Hohenpolding (dpa/lby) - Ein neues Warnsystem für Autofahrer könnte künftig die Zahl der Wildunfälle eindämmen. Bayerns Verkehrsminister Hans Reichhart (CSU) präsentierte am Donnerstag bei Hohenpolding im Landkreis Erding das von einem Start-up-Unternehmen entwickelte Wildwarnsystem "AniMot" (abgekürzt AnimalMotion).

Es soll Rehe, Wildschweine oder andere Tiere am Straßenrand erkennen und Autofahrer durch Lichtsignale warnen.
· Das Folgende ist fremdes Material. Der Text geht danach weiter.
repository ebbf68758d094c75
//! Process lifecycle: signal-driven shutdown

mod shutdown;

pub use shutdown::ShutdownSignal;
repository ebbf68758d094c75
//! Speech feedback module
//!
//! A [`SpeechSink`] is the platform text-to-speech capability. The
//! [`Speaker`] wraps a sink and turns "cancel, then speak" into a single
//! `replace` step so a new utterance never interleaves with a stale one.

mod command;

use std::sync::{Arc, Mutex};

use tracing::{debug, warn};

pub use command::{CommandSink, LogSink};

/// Errors raised by speech sinks
#[derive(Debug, thiserror::Error)]
pub enum SpeechError {
    #[error("failed to start speech program `{program}`: {source}")]
    Spawn {
        program: String,
        #[source]
        source: std::io::Error,
    },
}

/// Text-to-speech capability
pub trait SpeechSink: Send + Sync {
    /// Stop the utterance currently playing, if any
    fn cancel(&self);

    /// Start speaking `text`
    fn speak(&self, text: &str) -> Result<(), SpeechError>;

    fn name(&self) -> &str;
}

/// Shared handle used by every component that talks to the user
#[derive(Clone)]
pub struct Speaker {
    sink: Arc<dyn SpeechSink>,
    lock: Arc<Mutex<()>>,
}

impl Speaker {
    pub fn new(sink: Arc<dyn SpeechSink>) -> Self {
        Self {
            sink,
            lock: Arc::new(Mutex::new(())),
        }
    }

    /// Replace whatever is being spoken with `text`
    pub fn replace(&self, text: &str) {
        let _guard = self.lock.lock().unwrap_or_else(|e| e.into_inner());
        self.sink.cancel();
        debug!(sink = self.sink.name(), %text, "speaking");
        if let Err(e) = self.sink.speak(text) {
            warn!(?e, "speech output failed");
        }
    }

    /// Silence the current utterance
    pub fn cancel(&self) {
        let _guard = self.lock.lock().unwrap_or_else(|e| e.into_inner());
        self.sink.cancel();
    }
}


#[cfg(test)]
mod tests {
    use super::testing::{RecordingSink, SpeechCall};
    use super::*;

    #[test]
    fn test_replace_cancels_before_speaking() {
        let sink = Arc::new(RecordingSink::default());
        let speaker = Speaker::new(sink.clone());

        speaker.replace("first");
        speaker.replace("second");

        assert_eq!(
            sink.calls(),
            vec![
                SpeechCall::Cancel,
                SpeechCall::Speak("first".to_string()),
                SpeechCall::Cancel,
                SpeechCall::Speak("second".to_string()),
            ]
        );
    }

    #[test]
    fn test_cancel_only_cancels() {
        let sink = Arc::new(RecordingSink::default());
        let speaker = Speaker::new(sink.clone());

        speaker.cancel();

        assert_eq!(sink.cancels(), 1);
        assert!(sink.spoken().is_empty());
    }
}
Dabei überwachen Geräte an den Straßenleitpfosten das Gebiet neben der Fahrbahn und aktivieren eine gelbe Warnlampe, sobald Wildtiere dort unterwegs sind.

Im vergangenen Jahr war dem Ministerium zufolge die Zahl der Wildunfälle im Vergleich zum Vorjahr noch einmal gestiegen – auf knapp 76 000. Immer wieder werden bei solchen Unfällen auch Menschen verletzt, manchmal enden die Zusammenstöße tödlich.
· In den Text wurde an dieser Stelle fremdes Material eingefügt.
//! Operating mode selection
//!
//! Exactly one mode is active at a time. Any mode can be reached from any
//! other; the mode changes only on an explicit console or remote selection.

use std::str::FromStr;

use serde::{Deserialize, Serialize};

/// The three operating modes of the assistant
#[derive(Debug, Clone, Copy, PartialEq, Eq, Hash, Serialize, Deserialize)]
#[serde(rename_all = "snake_case")]
pub enum OperatingMode {
    /// Extract visible text verbatim
    Read,
    /// Call out obstacles and pathways
    Navigate,
    /// Short scene summaries
    Passive,
}

impl OperatingMode {
    pub const ALL: [OperatingMode; 3] = [
        OperatingMode::Read,
        OperatingMode::Navigate,
        OperatingMode::Passive,
    ];

    pub fn as_str(&self) -> &'static str {
        match self {
            OperatingMode::Read => "read",
            OperatingMode::Navigate => "navigate",
            OperatingMode::Passive => "passive",
        }
    }
}

impl Default for OperatingMode {
    fn default() -> Self {
        Self::Passive
    }
}

impl std::fmt::Display for OperatingMode {
    fn fmt(&self, f: &mut std::fmt::Formatter<'_>) -> std::fmt::Result {
        f.write_str(self.as_str())
    }
}

/// Error returned when a string names no known mode
#[derive(Debug, thiserror::Error)]
#[error("unknown operating mode: {0}")]
pub struct UnknownMode(pub String);

impl FromStr for OperatingMode {
    type Err = UnknownMode;

    fn from_str(s: &str) -> Result<Self, Self::Err> {
        let wanted = s.trim().to_ascii_lowercase();
        OperatingMode::ALL
            .into_iter()
            .find(|mode| mode.as_str() == wanted)
            .ok_or_else(|| UnknownMode(s.to_string()))
    }
}

#[cfg(test)]
mod tests {
    use super::*;

    #[test]
    fn test_default_is_passive() {
        assert_eq!(OperatingMode::default(), OperatingMode::Passive);
    }

    #[test]
    fn test_parse_ignores_case() {
        assert_eq!("NAVIGATE".parse::<OperatingMode>().unwrap(), OperatingMode::Navigate);
        assert_eq!(" Read ".parse::<OperatingMode>().unwrap(), OperatingMode::Read);
        assert!("walk".parse::<OperatingMode>().is_err());
    }

    #[test]
    fn test_mode_serialization() {
        let json = serde_json::to_string(&OperatingMode::Navigate).unwrap();
        assert_eq!(json, "\"navigate\"");
    }
}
Das Warnsystem wird nun drei Jahre lang an einer knapp fünf Kilometer langen Strecke zwischen Hohenpolding und Kaltenbrunn (Landkreis Landshut) sowie an drei Straßen in den Landkreisen Schweinfurt und Wunsiedel ausprobiert. "Mit neuen Techniken können wir unser Leben einfacher und sicherer machen", sagte Reichhart. Nach der Testphase solle evaluiert werden, ob an den betreffenden Strecken die Zahl der Wildunfälle zurückgegangen ist.
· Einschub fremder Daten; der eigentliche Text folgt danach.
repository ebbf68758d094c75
//! Console input surface
//!
//! Reads one action per line from stdin and forwards it to the session,
//! standing in for the on-screen buttons. An empty line triggers a capture.

use std::str::FromStr;

use anyhow::{Context, Result};
use tokio::io::{AsyncBufRead, AsyncBufReadExt, AsyncWrite, AsyncWriteExt, BufReader};
use tokio::sync::{mpsc, oneshot};
use tracing::{debug, info, warn};

use crate::session::SessionCommand;
use crate::state::OperatingMode;

const HELP: &str = "\
commands:
  capture | c | <enter>   describe what the camera sees
  stop | s                stop speaking and abandon the current capture
  read | navigate | passive
  remote on | remote off
  status
  quit
";

/// One parsed console line
#[derive(Debug, Clone, Copy, PartialEq, Eq)]
pub enum ConsoleAction {
    Capture,
    Stop,
    SetMode(OperatingMode),
    RemoteOn,
    RemoteOff,
    Status,
    Help,
    Quit,
}

/// Error returned for lines that name no action
#[derive(Debug, thiserror::Error)]
#[error("unknown console command: {0}")]
pub struct UnknownAction(String);

impl FromStr for ConsoleAction {
    type Err = UnknownAction;

    fn from_str(line: &str) -> Result<Self, Self::Err> {
        let words: Vec<String> = line
            .split_whitespace()
            .map(|w| w.to_ascii_lowercase())
            .collect();
        let words: Vec<&str> = words.iter().map(String::as_str).collect();

        match words.as_slice() {
            [] | ["c"] | ["capture"] => Ok(ConsoleAction::Capture),
            ["s"] | ["stop"] => Ok(ConsoleAction::Stop),
            ["remote", "on"] => Ok(ConsoleAction::RemoteOn),
            ["remote", "off"] => Ok(ConsoleAction::RemoteOff),
            ["status"] => Ok(ConsoleAction::Status),
            ["help"] | ["?"] => Ok(ConsoleAction::Help),
            ["quit"] | ["exit"] | ["q"] => Ok(ConsoleAction::Quit),
            [word] => word
                .parse::<OperatingMode>()
                .map(ConsoleAction::SetMode)
                .map_err(|_| UnknownAction(line.trim().to_string())),
            _ => Err(UnknownAction(line.trim().to_string())),
        }
    }
}

/// Line-oriented front end for the session
pub struct Console {
    commands: mpsc::Sender<SessionCommand>,
}

impl Console {
    pub fn new(commands: mpsc::Sender<SessionCommand>) -> Self {
        Self { commands }
    }

    /// Read stdin until `quit` or end of input
    pub async fn run(&self) -> Result<()> {
        let stdin = BufReader::new(tokio::io::stdin());
        self.run_with(stdin, tokio::io::stdout()).await
    }

    async fn run_with<R, W>(&self, input: R, mut output: W) -> Result<()>
    where
        R: AsyncBufRead + Unpin,
        W: AsyncWrite + Unpin,
    {
        let mut lines = input.lines();
        output.write_all(HELP.as_bytes()).await?;

        while let Some(line) = lines.next_line().await.context("failed to read console input")? {
            let action = match line.parse::<ConsoleAction>() {
                Ok(action) => action,
                Err(e) => {
                    warn!(%e, "ignoring console input");
                    output.write_all(HELP.as_bytes()).await?;
                    continue;
                }
            };
            debug!(?action, "console action");

            let command = match action {
                ConsoleAction::Capture => SessionCommand::Capture,
                ConsoleAction::Stop => SessionCommand::Stop,
                ConsoleAction::SetMode(mode) => SessionCommand::SetMode(mode),
                ConsoleAction::RemoteOn => SessionCommand::EnableRemote,
                ConsoleAction::RemoteOff => SessionCommand::DisableRemote,
                ConsoleAction::Help => {
                    output.write_all(HELP.as_bytes()).await?;
                    continue;
                }
                ConsoleAction::Quit => break,
                ConsoleAction::Status => {
                    let (reply, rx) = oneshot::channel();
                    self.commands
                        .send(SessionCommand::Status { reply })
                        .await
                        .context("session closed")?;
                    let snapshot = rx.await.context("session closed")?;
                    let mut json = serde_json::to_vec_pretty(&snapshot)?;
                    json.push(b'\n');
                    output.write_all(&json).await?;
                    continue;
                }
            };

            self.commands.send(command).await.context("session closed")?;
        }

        info!("console input closed");
        Ok(())
    }
}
Innenstaatssekretär Gerhard Eck (CSU), der das Projekt an der Teststrecke bei Schonungen (Kreis Schweinfurt) vorstellte, sprach von einem Anstieg der Wildunfälle in Bayern um 30 Prozent in 10 Jahren. Eck setzt darauf, dass Autofahrer ihre Fahrweise anpassen. Schreckten andere Warnsysteme das Wild ab, dann warne AniMot die Autofahrer.

Damit diese von dem gelben Licht nicht irritiert sind, informieren Schilder über den Test. Nach Angaben des Unternehmens AniMot wurden rund 600 der solarbetriebenen Geräte auf insgesamt 14 Kilometern an den Teststraßen angebracht, an denen sich mehrere Wildwechsel befinden. In den etwa 15 mal 15 Zentimeter großen Kästchen sind feine Sensoren untergebracht, die auf Bewegung und Körpertemperatur reagieren. Erhält das Gerät beide Impulse, leuchtet das Warnlicht.

Das Licht sei auch am Tag erkennbar, sagte AniMot-Geschäftsführerin Sabine Dahl. "Eine Baustellenlampe sieht man ja auch tagsüber." Gleichzeitig sendet das Gerät einen Impuls an benachbarte Module, die dann ebenfalls aufleuchten, um Fahrer früh zu warnen. Die patentierte Technik werde stetig weiterentwickelt, sagte Dahl. Etwa solle sie in Zukunft auch Signale an Navis schicken können. Der Preis für das System sei noch nicht bekannt. "Wir sind noch in der Entwicklung."